## WHAT THE EXERCISE ASKS
The answer must consist of the entries, copied exactly and in full.

[Collected data]
== Segment start ==
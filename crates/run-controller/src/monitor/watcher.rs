//! Push triggers for monitor refreshes.
//!
//! One watch stream per resource kind, filtered to the objects of one
//! framework. Every applied object carrying a run label triggers a refresh of
//! that run. Stream failures are logged and retried with exponential backoff;
//! polling keeps running regardless.

use std::fmt::Debug;
use std::sync::Arc;
use std::time::Duration;

use futures::TryStreamExt;
use kube::runtime::{watcher, WatchStreamExt};
use kube::{Api, Resource};
use serde::de::DeserializeOwned;
use tokio::task::JoinHandle;
use tokio_util::sync::CancellationToken;
use tracing::{debug, info, warn};

use super::RunnableMonitor;
use crate::config::WatcherConfig;

/// Exponential backoff between failed watch attempts.
#[derive(Debug, Clone)]
pub struct Backoff {
    initial: Duration,
    max: Duration,
    current: Duration,
}

impl Backoff {
    pub fn new(initial: Duration, max: Duration) -> Self {
        Self {
            initial,
            max,
            current: initial,
        }
    }

    pub fn from_config(config: &WatcherConfig) -> Self {
        Self::new(
            Duration::from_millis(config.backoff_initial_millis),
            Duration::from_secs(config.backoff_max_seconds),
        )
    }

    /// Delay to wait now; doubles the next one up to the cap.
    pub fn next_delay(&mut self) -> Duration {
        let delay = self.current;
        self.current = (self.current * 2).min(self.max);
        delay
    }

    pub fn reset(&mut self) {
        self.current = self.initial;
    }
}

/// Run id carried by an object's labels.
pub fn run_id_of<K: Resource>(object: &K, run_label: &str) -> Option<String> {
    object
        .meta()
        .labels
        .as_ref()
        .and_then(|labels| labels.get(run_label))
        .filter(|id| !id.is_empty())
        .cloned()
}

/// Watch objects matching `selector` and refresh their runs through
/// `monitor` until cancelled.
pub fn spawn_watcher<K>(
    api: Api<K>,
    selector: String,
    run_label: String,
    monitor: Arc<dyn RunnableMonitor>,
    config: &WatcherConfig,
    cancel: CancellationToken,
) -> JoinHandle<()>
where
    K: Resource + Clone + DeserializeOwned + Debug + Send + Sync + 'static,
    K::DynamicType: Default,
{
    let mut backoff = Backoff::from_config(config);
    tokio::spawn(async move {
        let framework = monitor.framework();
        info!(framework, selector = %selector, "watcher started");

        let mut stream = Box::pin(
            watcher(api, watcher::Config::default().labels(&selector)).applied_objects(),
        );
        loop {
            let next = tokio::select! {
                () = cancel.cancelled() => break,
                next = stream.try_next() => next,
            };
            match next {
                Ok(Some(object)) => {
                    backoff.reset();
                    let Some(run_id) = run_id_of(&object, &run_label) else {
                        continue;
                    };
                    match monitor.refresh_id(&run_id).await {
                        Ok(Some(runnable)) => {
                            debug!(framework, run_id = %run_id, state = %runnable.state, "watch triggered refresh");
                        }
                        Ok(None) => debug!(framework, run_id = %run_id, "no stored runnable for watched object"),
                        Err(e) => warn!(framework, run_id = %run_id, error = %e, "watch triggered refresh failed"),
                    }
                }
                Ok(None) => {
                    warn!(framework, "watch stream ended");
                    break;
                }
                Err(e) => {
                    let delay = backoff.next_delay();
                    warn!(framework, error = %e, retry_in_ms = delay.as_millis() as u64, "watch stream failed, retrying");
                    tokio::select! {
                        () = cancel.cancelled() => break,
                        () = tokio::time::sleep(delay) => {}
                    }
                }
            }
        }
        info!(framework, "watcher stopped");
    })
}

#[cfg(test)]
mod tests {
    use std::collections::BTreeMap;

    use k8s_openapi::api::batch::v1::Job;
    use kube::api::ObjectMeta;

    use super::*;

    #[test]
    fn backoff_doubles_up_to_the_cap() {
        let mut backoff = Backoff::new(Duration::from_millis(500), Duration::from_secs(2));
        let delays: Vec<_> = (0..5).map(|_| backoff.next_delay().as_millis()).collect();
        assert_eq!(delays, vec![500, 1000, 2000, 2000, 2000]);

        backoff.reset();
        assert_eq!(backoff.next_delay(), Duration::from_millis(500));
    }

    #[test]
    fn run_id_comes_from_the_run_label() {
        let job = Job {
            metadata: ObjectMeta {
                name: Some("j-containerjob-r1".into()),
                labels: Some(BTreeMap::from([(
                    "runs.5dlabs.ai/run".to_string(),
                    "r1".to_string(),
                )])),
                ..ObjectMeta::default()
            },
            ..Job::default()
        };
        assert_eq!(run_id_of(&job, "runs.5dlabs.ai/run").as_deref(), Some("r1"));
        assert_eq!(run_id_of(&Job::default(), "runs.5dlabs.ai/run"), None);
    }

    #[test]
    fn backoff_reads_config() {
        let mut backoff = Backoff::from_config(&WatcherConfig::default());
        assert_eq!(backoff.next_delay(), Duration::from_millis(500));
    }
}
== Segment end ==
## YOUR SOLUTION
filename crates/run-controller/src/monitor/watcher.rs
//! Push triggers for monitor refreshes.
//!
//! One watch stream per resource kind, filtered to the objects of one
//! framework. Every applied object carrying a run label triggers a refresh of
//! that run. Stream failures are logged and retried with exponential backoff;
//! polling keeps running regardless.

use std::fmt::Debug;
use std::sync::Arc;
use std::time::Duration;

use futures::TryStreamExt;
use kube::runtime::{watcher, WatchStreamExt};
use kube::{Api, Resource};
use serde::de::DeserializeOwned;
use tokio::task::JoinHandle;
use tokio_util::sync::CancellationToken;
use tracing::{debug, info, warn};

use super::RunnableMonitor;
use crate::config::WatcherConfig;

/// Exponential backoff between failed watch attempts.
#[derive(Debug, Clone)]
pub struct Backoff {
    initial: Duration,
    max: Duration,
    current: Duration,
}

impl Backoff {
    pub fn new(initial: Duration, max: Duration) -> Self {
        Self {
            initial,
            max,
            current: initial,
        }
    }

    pub fn from_config(config: &WatcherConfig) -> Self {
        Self::new(
            Duration::from_millis(config.backoff_initial_millis),
            Duration::from_secs(config.backoff_max_seconds),
        )
    }

    /// Delay to wait now; doubles the next one up to the cap.
    pub fn next_delay(&mut self) -> Duration {
        let delay = self.current;
        self.current = (self.current * 2).min(self.max);
        delay
    }

    pub fn reset(&mut self) {
        self.current = self.initial;
    }
}

/// Run id carried by an object's labels.
pub fn run_id_of<K: Resource>(object: &K, run_label: &str) -> Option<String> {
    object
        .meta()
        .labels
        .as_ref()
        .and_then(|labels| labels.get(run_label))
        .filter(|id| !id.is_empty())
        .cloned()
}

/// Watch objects matching `selector` and refresh their runs through
/// `monitor` until cancelled.
pub fn spawn_watcher<K>(
    api: Api<K>,
    selector: String,
    run_label: String,
    monitor: Arc<dyn RunnableMonitor>,
    config: &WatcherConfig,
    cancel: CancellationToken,
) -> JoinHandle<()>
where
    K: Resource + Clone + DeserializeOwned + Debug + Send + Sync + 'static,
    K::DynamicType: Default,
{
    let mut backoff = Backoff::from_config(config);
    tokio::spawn(async move {
        let framework = monitor.framework();
        info!(framework, selector = %selector, "watcher started");

        let mut stream = Box::pin(
            watcher(api, watcher::Config::default().labels(&selector)).applied_objects(),
        );
        loop {
            let next = tokio::select! {
                () = cancel.cancelled() => break,
                next = stream.try_next() => next,
            };
            match next {
                Ok(Some(object)) => {
                    backoff.reset();
                    let Some(run_id) = run_id_of(&object, &run_label) else {
                        continue;
                    };
                    match monitor.refresh_id(&run_id).await {
                        Ok(Some(runnable)) => {
                            debug!(framework, run_id = %run_id, state = %runnable.state, "watch triggered refresh");
                        }
                        Ok(None) => debug!(framework, run_id = %run_id, "no stored runnable for watched object"),
                        Err(e) => warn!(framework, run_id = %run_id, error = %e, "watch triggered refresh failed"),
                    }
                }
                Ok(None) => {
                    warn!(framework, "watch stream ended");
                    break;
                }
                Err(e) => {
                    let delay = backoff.next_delay();
                    warn!(framework, error = %e, retry_in_ms = delay.as_millis() as u64, "watch stream failed, retrying");
                    tokio::select! {
                        () = cancel.cancelled() => break,
                        () = tokio::time::sleep(delay) => {}
                    }
                }
            }
        }
        info!(framework, "watcher stopped");
    })
}

#[cfg(test)]
mod tests {
    use std::collections::BTreeMap;

    use k8s_openapi::api::batch::v1::Job;
    use kube::api::ObjectMeta;

    use super::*;

    #[test]
    fn backoff_doubles_up_to_the_cap() {
        let mut backoff = Backoff::new(Duration::from_millis(500), Duration::from_secs(2));
        let delays: Vec<_> = (0..5).map(|_| backoff.next_delay().as_millis()).collect();
        assert_eq!(delays, vec![500, 1000, 2000, 2000, 2000]);

        backoff.reset();
        assert_eq!(backoff.next_delay(), Duration::from_millis(500));
    }

    #[test]
    fn run_id_comes_from_the_run_label() {
        let job = Job {
            metadata: ObjectMeta {
                name: Some("j-containerjob-r1".into()),
                labels: Some(BTreeMap::from([(
                    "runs.5dlabs.ai/run".to_string(),
                    "r1".to_string(),
                )])),
                ..ObjectMeta::default()
            },
            ..Job::default()
        };
        assert_eq!(run_id_of(&job, "runs.5dlabs.ai/run").as_deref(), Some("r1"));
        assert_eq!(run_id_of(&Job::default(), "runs.5dlabs.ai/run"), None);
    }

    #[test]
    fn backoff_reads_config() {
        let mut backoff = Backoff::from_config(&WatcherConfig::default());
        assert_eq!(backoff.next_delay(), Duration::from_millis(500));
    }
}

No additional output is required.